# can Amare hit a respectable jumper?



## trick (Aug 23, 2002)

just wondering


----------



## ltrain99 (Apr 27, 2003)

yes. He's been working it all summer,and is hitting with consistency from about 15 in, and is even hitting a lot of turn arounds.


----------



## Charlotte_______ (May 18, 2003)

> Originally posted by <b>ltrain99</b>!
> yes. He's been working it all summer,and is hitting with consistency from about 15 in, and is even hitting a lot of turn arounds.


Hahaha is that 15in?


----------



## FanOfAll8472 (Jun 28, 2003)

haha maybe you were joking, but i'm sure he meant 15 ft in .


----------



## Charlotte_______ (May 18, 2003)

:yes:


----------



## agoo (Jun 1, 2003)

Even if it is from 15 inches, you have to start somewhere. I should work on my 15 inch jumper.


----------



## Siouxperior (Jan 15, 2003)

I saw him in Portland , for a pre-season game. He has one of the ugliest forms in the NBA. He shoots a lot like......Dale Davis lol


----------



## antibody (Apr 4, 2003)

> Originally posted by <b>Siouxperior</b>!
> I saw him in Portland , for a pre-season game. He has one of the ugliest forms in the NBA. He shoots a lot like......Dale Davis lol


Exactly. I was at one of the games as well and he didn't look good shooting the ball beyond 5 ft.


----------



## Arclite (Nov 2, 2002)

He must get along well with Shawn.

Form means little if the results are good..


----------



## 1 Penny (Jul 11, 2003)

Yeah I think Suns will end up with 2 starters that look like retards while shooting... Amare and Marion..

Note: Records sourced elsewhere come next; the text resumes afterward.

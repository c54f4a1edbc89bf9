use std::time::Duration;

use sea_orm::{ConnectOptions, Database, DatabaseConnection, DbErr};

pub async fn init_db(db_url: &str) -> Result<DatabaseConnection, DbErr> {
    let mut opt = ConnectOptions::new(db_url.to_owned());

    opt.max_connections(20)
        .min_connections(2)
        .connect_timeout(Duration::from_secs(8))
        .acquire_timeout(Duration::from_secs(8))
        .idle_timeout(Duration::from_secs(60))
        .sqlx_logging(true);

    let db = Database::connect(opt).await?;
    db.get_schema_registry("yatube::entity::*")
        .sync(&db)
        .await?;

    Ok(db)
}
use std::num::IntErrorKind;

use serde::{Deserialize, Serialize};

/// `?page=` query parameter of listing pages.
#[derive(Debug, Default, Deserialize)]
pub struct PageQuery {
    pub page: Option<String>,
}

/// One page of an ordered listing.
#[derive(Debug, Serialize)]
pub struct PageObj<T> {
    /// Current page number (1-based).
    pub number: u64,
    /// Total number of pages, at least 1.
    pub num_pages: u64,
    /// Total number of items across all pages.
    pub count: u64,
    pub has_next: bool,
    pub has_previous: bool,
    pub object_list: Vec<T>,
}

impl<T> PageObj<T> {
    pub fn new(number: u64, num_pages: u64, count: u64, object_list: Vec<T>) -> Self {
        Self {
            number,
            num_pages,
            count,
            has_next: number < num_pages,
            has_previous: number > 1,
            object_list,
        }
    }

    pub fn len(&self) -> usize {
        self.object_list.len()
    }

    pub fn is_empty(&self) -> bool {
        self.object_list.is_empty()
    }
}

/// Number of pages needed for `count` items; an empty listing still has one page.
pub fn num_pages(count: u64, per_page: u64) -> u64 {
    Ord::max(count.div_ceil(per_page.max(1)), 1)
}

/// Resolve a raw `?page=` value against the page count.
///
/// Missing or non-numeric values give the first page, out-of-range numbers
/// give the last page.
pub fn resolve_page(raw: Option<&str>, num_pages: u64) -> u64 {
    match raw.map(str::trim).map(str::parse::<i64>) {
        Some(Ok(n)) if n >= 1 => (n as u64).min(num_pages),
        Some(Ok(_)) => num_pages,
        Some(Err(e)) if matches!(e.kind(), IntErrorKind::PosOverflow | IntErrorKind::NegOverflow) => {
            num_pages
        }
        _ => 1,
    }
}
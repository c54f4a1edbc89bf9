use async_trait::async_trait;

use super::error::StorageError;

/// Name-addressed storage for user uploads.
///
/// Names are relative, `/`-separated paths such as `posts/small.gif`.
#[async_trait]
pub trait MediaStore: Send + Sync {
    /// Store `data` under `name`, or under a free variant of it when `name`
    /// is taken. Returns the name the file was actually stored as.
    async fn save(&self, name: &str, data: &[u8]) -> Result<String, StorageError>;

    /// Read a stored file back.
    async fn open(&self, name: &str) -> Result<Vec<u8>, StorageError>;

    /// Check whether a file exists.
    async fn exists(&self, name: &str) -> Result<bool, StorageError>;

    /// Delete a stored file.
    ///
    /// Returns `true` if the file was deleted, `false` if it did not exist.
    async fn delete(&self, name: &str) -> Result<bool, StorageError>;
}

But as long as it goes in.... I suppose. I'll give Amare more time too, he can still develop a better shooting form... Marion, I dont think he'd improve the appearance of his jumpshot...

But as long as they make it count...


----------



## Amareca (Oct 21, 2002)

His shooting form looks decent at least. Don't believe the naysayers.


----------



## DownUnderWonder (May 27, 2003)

Too me its K-Mart all over again...

A banger with no natural ability to expand beyond a dunkers game. I think even as a vet, his jumper will be shaky at times...


----------



## antibody (Apr 4, 2003)

> Originally posted by <b>mellamyne</b>!
> Too me its K-Mart all over again...
> 
> A banger with no natural ability to expand beyond a dunkers game. I think even as a vet, his jumper will be shaky at times...


Amen to that mellamyne!


----------



## trick (Aug 23, 2002)

as long as the ball goes in, does it really matter how the form is?


----------